Research in space biology during three years has yielded significant results concerning human reaction to subgravity or zero-g conditions, problems of human reentry into the earth's atmosphere, and other matters of importance. Research in the Biodynamics Branch of the Aeromedical Field Laboratory concerning the effects of abrupt and sustained acceleration and deceleration is also important in understanding the physiology of human rocket flight. All these topics will be treated in forthcoming historical studies. In the pages which follow here, however, attention will center primarily upon major achievements in three specific areas of endeavor.
 
One of the principal themes of this study is research concerning the effects of cosmic radiation on human and other forms of life.
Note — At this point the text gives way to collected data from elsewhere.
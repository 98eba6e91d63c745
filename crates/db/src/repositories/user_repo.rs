//! Repository for the `users` table.

use admissions_core::types::DbId;
use sqlx::PgPool;

use crate::models::user::{CreateUser, User};

/// Column list shared across queries to avoid repetition.
const COLUMNS: &str = "id, name, email, password_hash, user_type, is_active, created_at, updated_at";

pub struct UserRepo;

impl UserRepo {
    pub async fn create(pool: &PgPool, input: &CreateUser) -> Result<User, sqlx::Error> {
        let query = format!(
            "INSERT INTO users (name, email, password_hash, user_type) \
             VALUES ($1, $2, $3, $4) \
             RETURNING {COLUMNS}"
        );
        sqlx::query_as::<_, User>(&query)
            .bind(&input.name)
            .bind(&input.email)
            .bind(&input.password_hash)
            .bind(&input.user_type)
            .fetch_one(pool)
            .await
    }

    pub async fn find_by_id(pool: &PgPool, id: DbId) -> Result<Option<User>, sqlx::Error> {
        let query = format!("SELECT {COLUMNS} FROM users WHERE id = $1");
        sqlx::query_as::<_, User>(&query)
            .bind(id)
            .fetch_optional(pool)
            .await
    }

    /// Email lookup is case-insensitive.
    pub async fn find_by_email(pool: &PgPool, email: &str) -> Result<Option<User>, sqlx::Error> {
        let query = format!("SELECT {COLUMNS} FROM users WHERE lower(email) = lower($1)");
        sqlx::query_as::<_, User>(&query)
            .bind(email)
            .fetch_optional(pool)
            .await
    }

    /// Deactivate an account. Returns `true` if a row was updated.
    pub async fn deactivate(pool: &PgPool, id: DbId) -> Result<bool, sqlx::Error> {
        let result = sqlx::query("UPDATE users SET is_active = FALSE WHERE id = $1 AND is_active")
            .bind(id)
            .execute(pool)
            .await?;
        Ok(result.rows_affected() > 0)
    }
}
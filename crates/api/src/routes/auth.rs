//! Route definitions for the `/auth` resource.

use axum::routing::post;
use axum::Router;

use crate::handlers::auth;
use crate::state::AppState;

/// Routes mounted at `/auth`.
///
/// ```text
/// POST /login    -> login
/// ```
pub fn router() -> Router<AppState> {
    Router::new().route("/login", post(auth::login))
}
A second major topic is the development of a true space capsule for long-duration, high-altitude, space-equivalent flights--culminating in the Man-High balloon ascent of 19-20 August 1957 by Major Simons. Before considering these subjects, however, it will be useful to discuss briefly certain technological developments related to placing these experiments into proper environment and recovering them in time for further observations. Without these technical advances, outstanding accomplishments in the other areas of research would have been much more difficult if not impossible.